The announcement came after a contentious week that saw Palin veto some projects lawmakers wanted, and legislators question her attention to supplying gas for local homes and businesses while pursuing a huge pipe to ship gas Outside.

The lawmakers asked the governor to add local gas supply to the agenda of the June 3 special session, when the administration might seek approval to award a license and $500 million subsidy to Trans Canada.

But Palin refused.

Then she announced she would request funding for the bullet line study.

Some studies available

Some lawmakers said April 7 the governor’s request seemed designed to counter criticism, and questioned whether an $8 million study is really necessary.

“Eight million dollars is a lot of money,” said Anchorage Republican Rep. Ralph Samuels, who chairs the Legislative Budget and Audit Committee.

The state could take advantage of studies either already completed or under way on piping gas to locals, Samuels said. Two examples are studies by Enstar Natural Gas Co., the Anchorage gas utility, and the Alaska Natural Gas Development Authority, a state agency, he said.

“I don’t know that we need to reinvent the wheel here,” added House Speaker John Harris, R-Valdez.

Harris said he believes the authority has $5 million available in its budget if a bullet line study is needed.

The funding request the Palin administration sent April 7 said the feasibility study on a bullet line would be finished in the last half of 2009, and private engineering firms would do most of the work.

Funding, if granted, would be included in the state capital budget, which House members are now considering with six days left in the session before adjournment.

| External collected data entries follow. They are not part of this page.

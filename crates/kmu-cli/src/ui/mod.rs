//! Terminal presentation.
//!
//! Everything that writes to the terminal lives here so the flows in
//! [`crate::ops`] stay testable with a `NullReporter`.

pub mod output;
pub mod prompt;
pub mod render;
pub mod theme;

pub use output::ConsoleReporter;
pub use prompt::TerminalConfirm;
pub use theme::{Theme, format_size};
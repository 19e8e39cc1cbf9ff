//! Open-addressing table of package groups.
//!
//! Slots are located by hashing the identity and probing linearly, wrapping
//! at the end of the table. Each occupied slot owns one [`Group`]: the
//! newest file seen for that identity plus every file it displaced.

use super::{DistFile, Superseded};
use serde::Deserialize;
use std::mem;
use std::path::PathBuf;
use thiserror::Error;

/// Minimum slot count after growth.
const MIN_CAPACITY: usize = 16;

/// What the index does when no free slot is left.
#[derive(Debug, Clone, Copy, Default, PartialEq, Eq, Deserialize)]
#[serde(rename_all = "lowercase")]
pub enum Growth {
    /// Double the table once it is three quarters full.
    #[default]
    Grow,
    /// Never resize; report [`IndexError::CapacityExhausted`] instead.
    Fixed,
}

/// Errors raised by [`DuplicateIndex::observe`].
#[derive(Error, Debug, Clone, PartialEq, Eq)]
pub enum IndexError {
    /// A fixed-size table has no slot left for a new identity.
    #[error("duplicate index is full ({capacity} slots), cannot track '{identity}'")]
    CapacityExhausted {
        /// Table size.
        capacity: usize,
        /// Identity that did not fit.
        identity: String,
    },
}

/// What happened to a candidate passed to [`DuplicateIndex::observe`].
#[derive(Debug, Clone, PartialEq, Eq)]
pub enum Observation {
    /// First file for this identity; it is now kept.
    Inserted,
    /// Newer than the kept file (or as new with a greater path), which
    /// moved to the superseded chain.
    Replaced {
        /// The file that lost its kept status.
        previous: PathBuf,
    },
    /// Older than the kept file, or as new with a lesser path; appended to
    /// the superseded chain.
    Superseded,
}

/// All files seen for one identity.
#[derive(Debug, Clone, PartialEq, Eq)]
pub struct Group {
    identity: String,
    kept: DistFile,
    superseded: Vec<Superseded>,
}

impl Group {
    fn new(identity: String, kept: DistFile) -> Self {
        Self {
            identity,
            kept,
            superseded: Vec::new(),
        }
    }

    /// Package identity shared by every file in the group.
    pub fn identity(&self) -> &str {
        &self.identity
    }

    /// The newest file.
    pub fn kept(&self) -> &DistFile {
        &self.kept
    }

    /// Older files, in the order they were displaced.
    pub fn superseded(&self) -> &[Superseded] {
        &self.superseded
    }

    /// Bytes held by the superseded files.
    pub fn superseded_bytes(&self) -> u64 {
        self.superseded.iter().map(|s| s.size).sum()
    }

    fn absorb(&mut self, candidate: DistFile, reclaimable: &mut u64) -> Observation {
        // Equal mtimes fall back to the path so arrival order never matters.
        if (candidate.modified, &candidate.path) > (self.kept.modified, &self.kept.path) {
            let previous = mem::replace(&mut self.kept, candidate);
            let path = previous.path.clone();
            tracing::debug!(
                "{}: {} supersedes {}",
                self.identity,
                self.kept.path.display(),
                path.display()
            );
            *reclaimable += previous.size;
            self.superseded.push(previous.into());
            Observation::Replaced { previous: path }
        } else {
            tracing::debug!(
                "{}: {} is older than {}",
                self.identity,
                candidate.path.display(),
                self.kept.path.display()
            );
            *reclaimable += candidate.size;
            self.superseded.push(candidate.into());
            Observation::Superseded
        }
    }
}

/// Identity-keyed table tracking the newest file per package.
#[derive(Debug, Clone)]
pub struct DuplicateIndex {
    slots: Vec<Option<Group>>,
    len: usize,
    growth: Growth,
    reclaimable: u64,
}

impl DuplicateIndex {
    /// A table with `capacity` slots (at least one).
    pub fn with_capacity(capacity: usize, growth: Growth) -> Self {
        Self {
            slots: empty_slots(capacity.max(1)),
            len: 0,
            growth,
            reclaimable: 0,
        }
    }

    /// Number of distinct identities.
    pub fn len(&self) -> usize {
        self.len
    }

    /// No identity seen yet.
    pub fn is_empty(&self) -> bool {
        self.len == 0
    }

    /// Current slot count.
    pub fn capacity(&self) -> usize {
        self.slots.len()
    }

    /// Sum of every superseded file size so far.
    pub fn reclaimable_bytes(&self) -> u64 {
        self.reclaimable
    }

    /// Record `candidate` under `identity`.
    ///
    /// After every call the group's kept file has the greatest mtime among
    /// all files observed for that identity; among equal mtimes the greatest
    /// path wins, whatever the order of observation.
    ///
    /// # Errors
    ///
    /// [`IndexError::CapacityExhausted`] when the table uses
    /// [`Growth::Fixed`] and the identity is new but no slot is free.
    pub fn observe(&mut self, identity: &str, candidate: DistFile) -> Result<Observation, IndexError> {
        if self.growth == Growth::Grow && (self.len + 1) * 4 > self.slots.len() * 3 {
            self.grow();
        }

        let Some(at) = self.probe(identity) else {
            return Err(IndexError::CapacityExhausted {
                capacity: self.slots.len(),
                identity: identity.to_owned(),
            });
        };

        let slot = &mut self.slots[at];
        if let Some(group) = slot {
            return Ok(group.absorb(candidate, &mut self.reclaimable));
        }

        tracing::trace!("new group '{identity}' in slot {at}");
        *slot = Some(Group::new(identity.to_owned(), candidate));
        self.len += 1;
        Ok(Observation::Inserted)
    }

    /// Look up the group for `identity`.
    pub fn get(&self, identity: &str) -> Option<&Group> {
        let at = self.probe(identity)?;
        self.slots[at].as_ref()
    }

    /// Iterate over groups in slot order.
    pub fn groups(&self) -> impl Iterator<Item = &Group> {
        self.slots.iter().flatten()
    }

    /// Consume the index, returning groups sorted by identity.
    pub fn into_groups(self) -> Vec<Group> {
        let mut groups: Vec<Group> = self.slots.into_iter().flatten().collect();
        groups.sort_by(|a, b| a.identity.cmp(&b.identity));
        groups
    }

    /// Slot holding `identity`, or the first free slot on its probe path.
    fn probe(&self, identity: &str) -> Option<usize> {
        let capacity = self.slots.len();
        let start = home_slot(identity, capacity);
        (0..capacity)
            .map(|step| (start + step) % capacity)
            .find(|&at| match &self.slots[at] {
                None => true,
                Some(group) => group.identity == identity,
            })
    }

    fn grow(&mut self) {
        let capacity = (self.slots.len() * 2).max(MIN_CAPACITY);
        tracing::trace!("growing duplicate index to {capacity} slots");
        let old = mem::replace(&mut self.slots, empty_slots(capacity));
        for group in old.into_iter().flatten() {
            let mut at = home_slot(&group.identity, capacity);
            while self.slots[at].is_some() {
                at = (at + 1) % capacity;
            }
            self.slots[at] = Some(group);
        }
    }
}

fn empty_slots(capacity: usize) -> Vec<Option<Group>> {
    std::iter::repeat_with(|| None).take(capacity).collect()
}

/// Multiply-rotate string hash. Not cryptographic.
fn hash_identity(identity: &str) -> u64 {
    identity
        .bytes()
        .fold(0x9E37_79B9_7F4A_7C15, |hash: u64, byte| {
            (hash ^ u64::from(byte))
                .wrapping_mul(0x0000_0100_0000_01B3)
                .rotate_left(5)
        })
}

fn home_slot(identity: &str, capacity: usize) -> usize {
    (hash_identity(identity) % capacity as u64) as usize
}

#[cfg(test)]
mod tests {
    use super::*;
    use std::time::{Duration, UNIX_EPOCH};

    fn file(path: &str, secs: u64, size: u64) -> DistFile {
        DistFile {
            path: PathBuf::from(path),
            modified: UNIX_EPOCH + Duration::from_secs(secs),
            size,
        }
    }

    #[test]
    fn test_first_sighting_is_kept() {
        let mut index = DuplicateIndex::with_capacity(8, Growth::Grow);
        let obs = index.observe("a", file("a-1.0", 100, 10)).unwrap();
        assert_eq!(obs, Observation::Inserted);
        assert_eq!(index.get("a").unwrap().kept().path, PathBuf::from("a-1.0"));
        assert_eq!(index.reclaimable_bytes(), 0);
    }

    #[test]
    fn test_newer_candidate_displaces_kept() {
        let mut index = DuplicateIndex::with_capacity(8, Growth::Grow);
        index.observe("a", file("a-1.0", 100, 10)).unwrap();
        let obs = index.observe("a", file("a-2.0", 200, 20)).unwrap();

        assert_eq!(obs, Observation::Replaced { previous: PathBuf::from("a-1.0") });
        let group = index.get("a").unwrap();
        assert_eq!(group.kept().path, PathBuf::from("a-2.0"));
        assert_eq!(group.superseded(), &[Superseded { path: PathBuf::from("a-1.0"), size: 10 }]);
        assert_eq!(index.reclaimable_bytes(), 10);
    }

    #[test]
    fn test_older_candidate_is_superseded() {
        let mut index = DuplicateIndex::with_capacity(8, Growth::Grow);
        index.observe("a", file("a-2.0", 200, 20)).unwrap();
        let obs = index.observe("a", file("a-1.0", 100, 10)).unwrap();

        assert_eq!(obs, Observation::Superseded);
        assert_eq!(index.get("a").unwrap().kept().path, PathBuf::from("a-2.0"));
        assert_eq!(index.reclaimable_bytes(), 10);
    }

    #[test]
    fn test_equal_mtime_keeps_greater_path() {
        let mut index = DuplicateIndex::with_capacity(8, Growth::Grow);
        index.observe("a", file("a-1.0", 100, 10)).unwrap();
        let obs = index.observe("a", file("a-1.1", 100, 11)).unwrap();
        assert_eq!(obs, Observation::Replaced { previous: PathBuf::from("a-1.0") });
        assert_eq!(index.get("a").unwrap().kept().path, PathBuf::from("a-1.1"));

        let mut index = DuplicateIndex::with_capacity(8, Growth::Grow);
        index.observe("a", file("a-1.1", 100, 11)).unwrap();
        let obs = index.observe("a", file("a-1.0", 100, 10)).unwrap();
        assert_eq!(obs, Observation::Superseded);
        let group = index.get("a").unwrap();
        assert_eq!(group.kept().path, PathBuf::from("a-1.1"));
        assert_eq!(group.superseded(), &[Superseded { path: PathBuf::from("a-1.0"), size: 10 }]);
        assert_eq!(index.reclaimable_bytes(), 10);
    }

    #[test]
    fn test_kept_is_newest_in_any_order() {
        let files = [("a-1", 30), ("a-2", 10), ("a-3", 50), ("a-4", 20)];
        // Every rotation of the arrival order ends with the same partition.
        for shift in 0..files.len() {
            let mut index = DuplicateIndex::with_capacity(4, Growth::Grow);
            for i in 0..files.len() {
                let (name, t) = files[(i + shift) % files.len()];
                index.observe("a", file(name, t, 1)).unwrap();
            }
            let group = index.get("a").unwrap();
            assert_eq!(group.kept().path, PathBuf::from("a-3"));

            let mut gone: Vec<_> = group.superseded().iter().map(|s| s.path.clone()).collect();
            gone.sort();
            assert_eq!(gone, vec![PathBuf::from("a-1"), PathBuf::from("a-2"), PathBuf::from("a-4")]);
            assert_eq!(index.reclaimable_bytes(), 3);
        }
    }

    #[test]
    fn test_fixed_capacity_is_reported() {
        let mut index = DuplicateIndex::with_capacity(2, Growth::Fixed);
        index.observe("a", file("a-1", 1, 1)).unwrap();
        index.observe("b", file("b-1", 1, 1)).unwrap();
        // Existing identities still fit.
        index.observe("a", file("a-2", 2, 1)).unwrap();

        let err = index.observe("c", file("c-1", 1, 1)).unwrap_err();
        assert_eq!(
            err,
            IndexError::CapacityExhausted { capacity: 2, identity: "c".to_string() }
        );
        assert_eq!(index.len(), 2);
    }

    #[test]
    fn test_growth_keeps_every_group() {
        let mut index = DuplicateIndex::with_capacity(1, Growth::Grow);
        for i in 0..200 {
            let id = format!("pkg{i}");
            index.observe(&id, file(&format!("{id}-1"), 1, 1)).unwrap();
            index.observe(&id, file(&format!("{id}-2"), 2, 1)).unwrap();
        }
        assert_eq!(index.len(), 200);
        assert!(index.capacity() >= 200);
        for i in 0..200 {
            let group = index.get(&format!("pkg{i}")).unwrap();
            assert_eq!(group.kept().path, PathBuf::from(format!("pkg{i}-2")));
            assert_eq!(group.superseded().len(), 1);
        }
        assert_eq!(index.reclaimable_bytes(), 200);
    }

    #[test]
    fn test_into_groups_sorted() {
        let mut index = DuplicateIndex::with_capacity(8, Growth::Grow);
        for id in ["zlib", "curl", "openssl"] {
            index.observe(id, file(id, 1, 1)).unwrap();
        }
        let ids: Vec<_> = index.into_groups().iter().map(|g| g.identity().to_owned()).collect();
        assert_eq!(ids, vec!["curl", "openssl", "zlib"]);
    }
}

Palin spokeswoman Sharon Leighow said the governor’s office had no immediate comment on the possibility of funding being denied to the governor.

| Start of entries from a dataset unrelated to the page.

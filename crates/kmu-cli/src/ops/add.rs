//! `kmu add`: append a record or merge flags into an existing one.

use super::Context;
use anyhow::{Context as _, Result, bail};
use kmu_core::repo::{MAX_SUGGESTIONS, suggest_atoms};
use kmu_core::tokenize::{leading_field, strip_relational};
use kmu_core::{AttributeList, Category, MergeOptions, merge_line, tokenize};

/// Keyword written when the user names a package without keywords.
pub const ANY_KEYWORD: &str = "**";

/// What [`add`] did.
#[derive(Debug, Clone, PartialEq, Eq)]
pub enum AddOutcome {
    /// A new record was appended.
    Appended { text: String },
    /// An existing record was rewritten.
    Merged { before: String, after: String },
    /// The list already says exactly this; nothing written.
    AlreadyPresent { text: String },
    /// The user refused the merge.
    Declined,
}

/// Add `args` (identity followed by flags) to the `category` list.
pub fn add(ctx: &Context, category: Category, args: &[String]) -> Result<AddOutcome> {
    let input = args.join(" ");
    let Some(typed) = leading_field(&input) else {
        bail!("Nothing to add: expected a package atom");
    };
    let flags: Vec<String> = tokenize(&input)
        .into_iter()
        .skip(1)
        .map(|token| category.rewrite_directive(&token))
        .collect();

    let mut store = ctx.open_store(category)?;
    let identity = resolve_identity(ctx, store.list(), typed);

    let options = MergeOptions {
        explicit_plus: ctx.config.explicit_plus,
    };
    let outcome = if category.merges_flags() {
        add_flags(ctx, store.list_mut(), &identity, &flags, options)?
    } else {
        let text = plain_record(category, &identity, &flags);
        if store.list().contains_text(&text) {
            AddOutcome::AlreadyPresent { text }
        } else {
            store.list_mut().push(text.clone());
            AddOutcome::Appended { text }
        }
    };

    if matches!(outcome, AddOutcome::Appended { .. } | AddOutcome::Merged { .. }) {
        ctx.save_store(&mut store)?;
    }
    Ok(outcome)
}

/// Merge into the record for `identity` if there is one, otherwise append.
fn add_flags(
    ctx: &Context,
    list: &mut AttributeList,
    identity: &str,
    flags: &[String],
    options: MergeOptions,
) -> Result<AddOutcome> {
    let new_line = std::iter::once(identity)
        .chain(flags.iter().map(String::as_str))
        .collect::<Vec<_>>()
        .join(" ");

    let Some(index) = list.find_identity(identity) else {
        let text = merge_line(identity, &new_line, options)
            .with_context(|| format!("Invalid flags in '{new_line}'"))?;
        if list.contains_text(&text) {
            return Ok(AddOutcome::AlreadyPresent { text });
        }
        list.push(text.clone());
        return Ok(AddOutcome::Appended { text });
    };

    let before = list
        .get(index)
        .map(|r| r.text().to_owned())
        .unwrap_or_default();
    let after = merge_line(&before, &new_line, options)
        .with_context(|| format!("Cannot merge '{new_line}' into '{before}'"))?;

    if after == before.trim() {
        return Ok(AddOutcome::AlreadyPresent { text: after });
    }

    ctx.reporter.info(&format!("Existing record: {before}"));
    ctx.reporter.info(&format!("Merged record:   {after}"));
    if !ctx.confirm("Replace the existing record?") {
        return Ok(AddOutcome::Declined);
    }

    list.set_text(index, after.clone());
    Ok(AddOutcome::Merged { before, after })
}

/// Record text for categories that never merge.
fn plain_record(category: Category, identity: &str, flags: &[String]) -> String {
    if flags.is_empty() && category == Category::Keyword {
        return format!("{identity} {ANY_KEYWORD}");
    }
    std::iter::once(identity)
        .chain(flags.iter().map(String::as_str))
        .collect::<Vec<_>>()
        .join(" ")
}

/// Offer a `category/package` atom for a bare package name.
///
/// Only consulted when the list has no record for the name yet. A single
/// repository hit may replace the typed name after confirmation; a handful
/// of hits are listed; anything more is too vague to mention.
fn resolve_identity(ctx: &Context, list: &AttributeList, typed: &str) -> String {
    let bare = strip_relational(typed);
    if bare.contains('/') || list.find_identity(typed).is_some() {
        return typed.to_owned();
    }

    let suggestions = suggest_atoms(&ctx.config.repository, bare);
    match suggestions.as_slice() {
        [] => typed.to_owned(),
        [atom] => {
            if ctx.confirm(&format!("Did you mean {atom}?")) {
                let operators = &typed[..typed.len() - bare.len()];
                format!("{operators}{atom}")
            } else {
                typed.to_owned()
            }
        }
        many if many.len() <= MAX_SUGGESTIONS => {
            ctx.reporter
                .warning(&format!("'{bare}' has no category; candidates:"));
            for atom in many {
                ctx.reporter.info(atom);
            }
            typed.to_owned()
        }
        _ => typed.to_owned(),
    }
}
//! Filesystem locations and Gentoo Prefix handling.

use std::path::{Component, Path, PathBuf};

/// Default `package.keywords` list.
pub const DEFAULT_KEYWORDS: &str = "/etc/portage/package.keywords/keywords";
/// Default `package.mask` list.
pub const DEFAULT_MASK: &str = "/etc/portage/package.mask/mask";
/// Default `package.use` list (also holds linguas flags).
pub const DEFAULT_USE: &str = "/etc/portage/package.use/use";
/// Default `package.unmask` list.
pub const DEFAULT_UNMASK: &str = "/etc/portage/package.unmask/unmask";
/// Default download cache scanned by cleanup.
pub const DEFAULT_DISTFILES: &str = "/usr/portage/distfiles";
/// Default ebuild repository used for atom suggestions.
pub const DEFAULT_REPOSITORY: &str = "/usr/portage";

/// Join `path` under `prefix`, treating an absolute `path` as relative to it.
///
/// # Example
///
/// ```
/// use kmu_core::paths::prefixed;
/// use std::path::Path;
///
/// assert_eq!(
///     prefixed(Path::new("/opt/gentoo"), Path::new("/etc/portage/package.use/use")),
///     Path::new("/opt/gentoo/etc/portage/package.use/use"),
/// );
/// ```
pub fn prefixed(prefix: &Path, path: &Path) -> PathBuf {
    let relative: PathBuf = path
        .components()
        .filter(|c| !matches!(c, Component::RootDir | Component::Prefix(_)))
        .collect();
    prefix.join(relative)
}

/// Config files consulted when none is named explicitly, most specific first.
pub fn config_candidates(prefix: Option<&Path>) -> Vec<PathBuf> {
    let mut candidates = Vec::new();
    if let Some(prefix) = prefix {
        candidates.push(prefixed(prefix, Path::new("/etc/kmu.toml")));
    } else {
        candidates.push(PathBuf::from("/etc/kmu.toml"));
    }
    if let Some(dir) = dirs::config_dir() {
        candidates.push(dir.join("kmu").join("kmu.toml"));
    }
    candidates
}
//! kmu - keyword / mask / use CLI

use anyhow::Result;
use clap::Parser;
use tracing_subscriber::EnvFilter;

use kmu_cli::{Cli, Commands, cmd, strip_comment_args};

fn main() -> Result<()> {
    // Allow copy-pasting commands with trailing '#' comments.
    let cli = Cli::parse_from(strip_comment_args(std::env::args()));

    let default_level = if cli.verbose { "debug" } else { "warn" };
    let filter = EnvFilter::try_from_default_env().unwrap_or_else(|_| EnvFilter::new(default_level));
    tracing_subscriber::fmt()
        .with_env_filter(filter)
        .with_writer(std::io::stderr)
        .init();

    if let Commands::Completions { shell } = cli.command {
        cmd::completions::completions(shell);
        return Ok(());
    }

    let ctx = cmd::context(&cli)?;

    match cli.command {
        Commands::Add { category, tokens } => cmd::add::add(&ctx, category.into(), &tokens),
        Commands::Delete { category, keys } => cmd::delete::delete(&ctx, category.into(), &keys),
        Commands::List { category, keys } => cmd::list::list(&ctx, category.into(), &keys),
        Commands::Clean { distfiles } => {
            let root = distfiles.unwrap_or_else(|| ctx.config.distfiles.clone());
            cmd::clean::clean(&ctx, &root)
        }
        Commands::Completions { .. } => Ok(()),
    }
}
//! Console implementation of the core `Reporter` trait.

use super::theme::Theme;
use crossterm::style::Stylize;
use kmu_core::Reporter;

/// Prints status lines to the terminal.
///
/// Info and success go to stdout; warnings and errors go to stderr so they
/// survive `kmu list ... > file`.
#[derive(Debug, Clone, Default)]
pub struct ConsoleReporter {
    theme: Theme,
}

impl ConsoleReporter {
    pub fn new() -> Self {
        Self::default()
    }
}

impl Reporter for ConsoleReporter {
    fn section(&self, title: &str) {
        println!();
        println!("{} {}", title.bold(), "─".repeat(40).with(self.theme.colors.header));
    }

    fn info(&self, msg: &str) {
        println!("  {} {msg}", self.theme.icons.info);
    }

    fn success(&self, msg: &str) {
        println!(
            "  {} {msg}",
            self.theme.icons.success.with(self.theme.colors.success)
        );
    }

    fn warning(&self, msg: &str) {
        eprintln!(
            "  {} {msg}",
            self.theme.icons.warning.with(self.theme.colors.warning)
        );
    }

    fn error(&self, msg: &str) {
        eprintln!(
            "  {} {}",
            self.theme.icons.error.with(self.theme.colors.error),
            msg.with(self.theme.colors.error)
        );
    }

    fn detail(&self, line: &str) {
        println!("{line}");
    }
}
//! Reporter and confirmation traits for dependency injection
//!
//! These traits let the core flows report status and ask yes/no questions
//! without being coupled to a terminal.

/// Sink for user-facing status messages.
pub trait Reporter {
    /// Indicates a new section or phase has started (e.g. "Scanning").
    fn section(&self, title: &str);

    /// Log an informational message.
    fn info(&self, msg: &str);

    /// Log a success message.
    fn success(&self, msg: &str);

    /// Log a warning message.
    fn warning(&self, msg: &str);

    /// Log an error message.
    fn error(&self, msg: &str);

    /// Emit a preformatted line (a record, a plan entry) without any prefix.
    fn detail(&self, line: &str);
}

impl<T: Reporter + ?Sized> Reporter for std::sync::Arc<T> {
    fn section(&self, title: &str) {
        (**self).section(title);
    }
    fn info(&self, msg: &str) {
        (**self).info(msg);
    }
    fn success(&self, msg: &str) {
        (**self).success(msg);
    }
    fn warning(&self, msg: &str) {
        (**self).warning(msg);
    }
    fn error(&self, msg: &str) {
        (**self).error(msg);
    }
    fn detail(&self, line: &str) {
        (**self).detail(line);
    }
}

/// A no-op reporter for silent operations (e.g., scripting, testing).
#[derive(Debug, Clone, Copy)]
pub struct NullReporter;

impl Reporter for NullReporter {
    fn section(&self, _: &str) {}
    fn info(&self, _: &str) {}
    fn success(&self, _: &str) {}
    fn warning(&self, _: &str) {}
    fn error(&self, _: &str) {}
    fn detail(&self, _: &str) {}
}

/// Policy deciding whether a destructive step may go ahead.
///
/// Declining is an ordinary outcome, not an error.
pub trait Confirm {
    /// Ask `prompt`; `true` means proceed.
    fn confirm(&self, prompt: &str) -> bool;
}

impl<F> Confirm for F
where
    F: Fn(&str) -> bool,
{
    fn confirm(&self, prompt: &str) -> bool {
        self(prompt)
    }
}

—Wesley Loy, Anchorage Daily News


Petroleum News - Phone: 1-907 522-9469 - Fax: 1-907 522-9583
[email protected] --- http://www.petroleumnews.com ---
S U B S C R I B E

Copyright Petroleum Newspapers of Alaska, LLC (Petroleum News)(PNA)©2013 All rights reserved. The content of this article and web site may not be copied, replaced, distributed, published, displayed or transferred in any form or by any means except with the prior written permission of Petroleum Newspapers of Alaska, LLC (Petroleum News)(PNA). Copyright infringement is a violation of federal law subject to criminal and civil penalties.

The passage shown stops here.